The mailing address of the Company's executive offices is
P.O. Box 459, Edinburg, Virginia 22824.
The Company has 8,000,000 authorized shares of common stock,
of which 3,760,760 shares were outstanding on March 26, 1997.
This proxy statement and the Company's annual report, including
financial statements for 1996, are being mailed on or about March
28, 1997, to approximately 3,409 stockholders of record on March
26, 1997. Only stockholders of record on that date are entitled
to vote. Each outstanding share will entitle the holder to one
vote at the Annual Meeting. No director, officer, or other party
owns as much as five percent of the outstanding shares of the
common stock of the Company. The Company intends to solicit
proxies by the use of the mail, in person, and by telephone. The
cost of soliciting proxies will be paid by the Company.
Executed proxies may be revoked at any time prior to exercise.
Proxies will be voted as indicated by the stockholders.
THE ELECTION OF DIRECTORS
At the meeting, nine directors (constituting the entire Board
of Directors of the Company) are to be elected for the ensuing
year.
The proxy holders will vote the proxies received by them
(unless contrary instructions are noted on the proxies) for the
election as directors of the following nominees, all of whom are
now members of and constitute the Company's Board of Directors.
If any such nominees should be unavailable, the proxy holders
will vote for substitute nominees in their discretion.
Stockholders may withhold the authority to vote for the election
of directors or one or more of the nominees.

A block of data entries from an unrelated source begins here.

//! tenant-migration-driver library crate
//!
//! Drives donor-to-recipient tenant migrations through the
//! `donorStartMigration` / `donorForgetMigration` / `donorAbortMigration`
//! protocol, waits for the durable state to settle, and checks that every
//! node and the recipient's data agree with the outcome.
//!
//! ## Architecture
//!
//! - [`cluster`]: handles onto the donor and recipient clusters and their nodes
//! - [`client`]: typed protocol commands and the retrying command client
//! - [`wait`]: the generic poll driver and the migration waits built on it
//! - [`verify`]: access-blocker consistency and tenant data routing checks
//! - [`driver`]: the [`MigrationDriver`] façade
//!
//! Ambient pieces: [`config`], [`error`], [`metrics`], [`telemetry`].

pub mod client;
pub mod cluster;
pub mod config;
pub mod driver;
pub mod error;
pub mod metrics;
pub mod telemetry;
pub mod verify;
pub mod wait;

pub use client::{MigrationCommandClient, RetryMode};
pub use cluster::{
    AccessBlockerState, ClusterHandle, MigrationDescriptor, MigrationId, MigrationState,
    NodeHandle, NodeMigrationStatus,
};
pub use config::DriverConfig;
pub use driver::{MigrationDriver, RunOptions};
pub use error::{Error, ErrorKind, Result, RpcError};
pub use metrics::DriverMetrics;
pub use wait::MigrationOutcome;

Directors will be
elected by a plurality of the votes cast. Abstentions and shares
held in street name that are not voted in the election of
directors will not be included in determining the number of votes
cast.
On February 17, 1997, Douglas C. Arthur was elected by the
Board to fill the vacancy created by the death of Philip M.
Grabill, Jr.
-1-
PAGE
Nominees for Election of Directors
Elected Principal Occupation and Other
Name of Director Director Age Directorships for Past Five Years
(1) (2) (3)
Douglas C. Arthur 1997 54 Attorney-at-Law; Dir., 1st National Corp.
Noel M. Borden 1972 60 Pres., H. L. Borden Lumber Co. (a
Vice President retail building materials firm); Chairman
of the Board, 1st National Corp.
Dick D. Bowman 1980 68 Pres., Bowman Bros., Inc. (a farm
Treasurer of the Co. equip. dealer); Dir., Shen. Valley Elec.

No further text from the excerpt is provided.